┌──

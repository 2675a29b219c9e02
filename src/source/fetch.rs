/// HTTP download of source media.
use reqwest::Url;
use std::time::Duration;
use tracing::debug;

use crate::source::SourceError;

#[derive(Clone)]
pub struct MediaFetcher {
    client: reqwest::Client,
}

/// Accept only absolute http(s) URLs.
pub fn parse_url(raw: &str) -> Result<Url, SourceError> {
    let url = Url::parse(raw.trim()).map_err(|_| SourceError::InvalidUrl(raw.to_string()))?;
    match url.scheme() {
        "http" | "https" if url.has_host() => Ok(url),
        _ => Err(SourceError::InvalidUrl(raw.to_string())),
    }
}

impl MediaFetcher {
    pub fn new(timeout: Duration) -> Result<Self, SourceError> {
        let client = reqwest::Client::builder()
            .timeout(timeout)
            .user_agent(concat!("matrix-player/", env!("CARGO_PKG_VERSION")))
            .build()?;
        Ok(Self { client })
    }

    pub async fn fetch(&self, url: Url) -> Result<Vec<u8>, SourceError> {
        debug!("Fetching {}", url);
        let response = self.client.get(url).send().await?;
        let status = response.status();
        if !status.is_success() {
            return Err(SourceError::Status(status.as_u16()));
        }
        let body = response.bytes().await?;
        debug!("Fetched {} bytes", body.len());
        Ok(body.to_vec())
    }
}
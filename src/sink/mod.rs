/// Pixel sinks: the one device that actually lights pixels.
///
/// A sink is moved into the display worker at start-up; nothing else in the process
/// keeps a handle that can write frames.
pub mod framebuffer;
pub mod headless;
pub mod png;
pub mod raw;

use anyhow::{Context, Result};
use thiserror::Error;
use tiny_skia::Pixmap;
use tracing::info;

use crate::config::{OutputMode, PlayerConfig};

#[derive(Debug, Error)]
pub enum SinkError {
    #[error("sink I/O failed: {0}")]
    Io(#[from] std::io::Error),
    #[error("failed to encode frame: {0}")]
    Encode(#[from] image::ImageError),
    #[error("frame is {got_w}x{got_h}, sink is {want_w}x{want_h}")]
    SizeMismatch {
        got_w: u32,
        got_h: u32,
        want_w: u32,
        want_h: u32,
    },
}

pub trait PixelSink: Send {
    fn width(&self) -> u32;
    fn height(&self) -> u32;

    /// Display the frame immediately. The frame must match the sink size.
    fn show(&mut self, frame: &Pixmap) -> Result<(), SinkError>;

    /// Turn every pixel off.
    fn blank(&mut self) -> Result<(), SinkError>;
}

/// Construct the sink selected in the config. Failure here is fatal for the service.
pub fn open_sink(config: &PlayerConfig) -> Result<Box<dyn PixelSink>> {
    let (w, h) = (config.width, config.height);
    if w == 0 || h == 0 {
        anyhow::bail!("Invalid panel size {}x{}", w, h);
    }

    let sink: Box<dyn PixelSink> = match config.output_mode {
        OutputMode::Png => Box::new(
            png::PngSink::new(&config.output_path, w, h, config.brightness)
                .context("Failed to set up PNG output")?,
        ),
        OutputMode::Framebuffer => Box::new(
            framebuffer::FramebufferSink::open(&config.output_path, w, h, config.brightness)
                .with_context(|| {
                    format!("Failed to open framebuffer {}", config.output_path.display())
                })?,
        ),
        OutputMode::Raw => Box::new(raw::RawSink::stdout(w, h, config.brightness)),
        OutputMode::Headless => Box::new(headless::HeadlessSink::new(w, h)),
    };

    info!("Pixel sink ready: {:?} {}x{}", config.output_mode, w, h);
    Ok(sink)
}

pub(crate) fn check_size(frame: &Pixmap, width: u32, height: u32) -> Result<(), SinkError> {
    if frame.width() != width || frame.height() != height {
        return Err(SinkError::SizeMismatch {
            got_w: frame.width(),
            got_h: frame.height(),
            want_w: width,
            want_h: height,
        });
    }
    Ok(())
}

/// Flatten a frame to packed RGB888 with software brightness (0-100) applied.
///
/// Frames are premultiplied, so the stored channels already equal the colour
/// composited over the panel's black background.
pub fn to_rgb(frame: &Pixmap, brightness: u8) -> Vec<u8> {
    let level = brightness.min(100) as u16;
    let mut out = Vec::with_capacity((frame.width() * frame.height() * 3) as usize);
    for px in frame.data().chunks_exact(4) {
        for &c in &px[..3] {
            out.push((c as u16 * level / 100) as u8);
        }
    }
    out
}
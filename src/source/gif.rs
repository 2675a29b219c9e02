/// Animated GIF decoding.
/// Sub-frames are composited onto a full-size canvas so every output frame is complete.
use gif::DisposalMethod;
use std::time::Duration;
use tiny_skia::Pixmap;
use tracing::debug;

use crate::core::job::AnimationFrame;
use crate::source::{MAX_ANIMATION_BYTES, MAX_FRAME_PIXELS, SourceError};
use crate::source::image::premultiply_into;

pub fn decode_gif(bytes: &[u8]) -> Result<Vec<AnimationFrame>, SourceError> {
    let mut options = gif::DecodeOptions::new();
    options.set_color_output(gif::ColorOutput::RGBA);
    let mut decoder = options.read_info(bytes)?;

    let width = decoder.width() as u32;
    let height = decoder.height() as u32;
    // The header alone decides the canvas size, so check it before allocating
    check_budget(width, height, 1)?;
    let stride = width as usize * 4;

    // Straight RGBA, transparent until something is drawn
    let mut canvas = vec![0u8; stride * height as usize];
    let mut frames = Vec::new();
    let mut total_ms = 0u64;

    while let Some(frame) = decoder.read_next_frame()? {
        // GIF delay is in centiseconds
        let delay_ms = frame.delay as u64 * 10;
        let previous = (frame.dispose == DisposalMethod::Previous).then(|| canvas.clone());

        let fx = frame.left as usize;
        let fy = frame.top as usize;
        let fw = frame.width as usize;
        let fh = frame.height as usize;

        for y in 0..fh {
            let cy = fy + y;
            if cy >= height as usize {
                break;
            }
            for x in 0..fw {
                let cx = fx + x;
                if cx >= width as usize {
                    break;
                }
                let s = (y * fw + x) * 4;
                let Some(px) = frame.buffer.get(s..s + 4) else {
                    continue;
                };
                // GIF transparency is all or nothing
                if px[3] > 0 {
                    let d = cy * stride + cx * 4;
                    canvas[d..d + 4].copy_from_slice(px);
                }
            }
        }

        check_budget(width, height, frames.len() + 1)?;
        let mut pixmap = Pixmap::new(width, height).ok_or(SourceError::Size(width, height))?;
        premultiply_into(&canvas, pixmap.data_mut());
        frames.push(AnimationFrame {
            pixmap,
            delay: Duration::from_millis(delay_ms),
        });
        total_ms += delay_ms;

        match frame.dispose {
            DisposalMethod::Background => {
                for y in fy..(fy + fh).min(height as usize) {
                    let start = y * stride + fx.min(width as usize) * 4;
                    let end = y * stride + (fx + fw).min(width as usize) * 4;
                    canvas[start..end].fill(0);
                }
            }
            DisposalMethod::Previous => {
                if let Some(prev) = previous {
                    canvas = prev;
                }
            }
            _ => {}
        }
    }

    if frames.is_empty() {
        return Err(SourceError::NoFrames);
    }
    debug!("Decoded GIF: {} frames, {}ms per loop", frames.len(), total_ms);
    Ok(frames)
}

/// Reject a canvas, or a run of `frames` canvases, that would not fit the decode budget.
fn check_budget(width: u32, height: u32, frames: usize) -> Result<(), SourceError> {
    let pixels = width as u64 * height as u64;
    if pixels == 0 || pixels > MAX_FRAME_PIXELS {
        return Err(SourceError::Size(width, height));
    }
    if pixels * 4 * frames as u64 > MAX_ANIMATION_BYTES {
        return Err(SourceError::AnimationTooLarge);
    }
    Ok(())
}

#[cfg(test)]
mod tests {
    use super::*;
    use crate::source::image::{DecodedImage, decode};

    /// Encode solid 4x4 frames with the given colours and delays (centiseconds)
    fn encode(frames: &[([u8; 3], u16)]) -> Vec<u8> {
        let mut out = Vec::new();
        {
            let mut encoder = gif::Encoder::new(&mut out, 4, 4, &[]).unwrap();
            for &(rgb, delay) in frames {
                let mut rgba: Vec<u8> = (0..16).flat_map(|_| [rgb[0], rgb[1], rgb[2], 255]).collect();
                let mut frame = gif::Frame::from_rgba_speed(4, 4, &mut rgba, 10);
                frame.delay = delay;
                encoder.write_frame(&frame).unwrap();
            }
        }
        out
    }

    #[test]
    fn test_frames_and_delays() {
        let bytes = encode(&[([255, 0, 0], 10), ([0, 255, 0], 20), ([0, 0, 255], 5)]);
        let frames = decode_gif(&bytes).unwrap();
        assert_eq!(frames.len(), 3);

        let delays: Vec<u64> = frames.iter().map(|f| f.delay.as_millis() as u64).collect();
        assert_eq!(delays, vec![100, 200, 50]);

        let dominant: Vec<usize> = frames
            .iter()
            .map(|f| {
                let px = &f.pixmap.data()[..3];
                (0..3).max_by_key(|&i| px[i]).unwrap()
            })
            .collect();
        assert_eq!(dominant, vec![0, 1, 2]);
    }

    #[test]
    fn test_single_frame_gif_is_still() {
        let bytes = encode(&[([255, 255, 255], 0)]);
        assert!(matches!(decode(&bytes).unwrap(), DecodedImage::Still(_)));

        let bytes = encode(&[([255, 255, 255], 0), ([0, 0, 0], 0)]);
        let decoded = decode(&bytes).unwrap();
        assert!(decoded.is_animated());
    }

    #[test]
    fn test_oversized_screen_rejected_before_allocating() {
        // A 1x1 frame on a 65535x65535 logical screen
        let mut out = Vec::new();
        {
            let mut encoder = gif::Encoder::new(&mut out, 65535, 65535, &[]).unwrap();
            let mut rgba = vec![255, 0, 0, 255];
            let frame = gif::Frame::from_rgba_speed(1, 1, &mut rgba, 10);
            encoder.write_frame(&frame).unwrap();
        }
        assert!(out.len() < 1024);
        assert!(matches!(
            decode_gif(&out),
            Err(SourceError::Size(65535, 65535))
        ));
    }

    #[test]
    fn test_decode_budget() {
        assert!(check_budget(64, 64, 1).is_ok());
        assert!(check_budget(4096, 4096, 1).is_ok());
        assert!(matches!(check_budget(4097, 4096, 1), Err(SourceError::Size(..))));
        assert!(matches!(check_budget(0, 10, 1), Err(SourceError::Size(..))));
        // 4 MB frames: 64 fit, the 65th does not
        assert!(check_budget(1024, 1024, 64).is_ok());
        assert!(matches!(
            check_budget(1024, 1024, 65),
            Err(SourceError::AnimationTooLarge)
        ));
    }

    #[test]
    fn test_truncated_gif_is_an_error() {
        let bytes = encode(&[([255, 0, 0], 10)]);
        assert!(decode_gif(&bytes[..10]).is_err());
    }
}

└──

### What you have to do
Please return the lines above that run from the line containing "for &c in &px[..3]" to the line containing "let fx = frame.left as usize;", inclusive, exactly and with no other lines.

### Answer to this task
        for &c in &px[..3] {
            out.push((c as u16 * level / 100) as u8);
        }
    }
    out
}
filename src/source/gif.rs
repository 2675a29b219c9e02
/// Animated GIF decoding.
/// Sub-frames are composited onto a full-size canvas so every output frame is complete.
use gif::DisposalMethod;
use std::time::Duration;
use tiny_skia::Pixmap;
use tracing::debug;

use crate::core::job::AnimationFrame;
use crate::source::{MAX_ANIMATION_BYTES, MAX_FRAME_PIXELS, SourceError};
use crate::source::image::premultiply_into;

pub fn decode_gif(bytes: &[u8]) -> Result<Vec<AnimationFrame>, SourceError> {
    let mut options = gif::DecodeOptions::new();
    options.set_color_output(gif::ColorOutput::RGBA);
    let mut decoder = options.read_info(bytes)?;

    let width = decoder.width() as u32;
    let height = decoder.height() as u32;
    // The header alone decides the canvas size, so check it before allocating
    check_budget(width, height, 1)?;
    let stride = width as usize * 4;

    // Straight RGBA, transparent until something is drawn
    let mut canvas = vec![0u8; stride * height as usize];
    let mut frames = Vec::new();
    let mut total_ms = 0u64;

    while let Some(frame) = decoder.read_next_frame()? {
        // GIF delay is in centiseconds
        let delay_ms = frame.delay as u64 * 10;
        let previous = (frame.dispose == DisposalMethod::Previous).then(|| canvas.clone());

        let fx = frame.left as usize;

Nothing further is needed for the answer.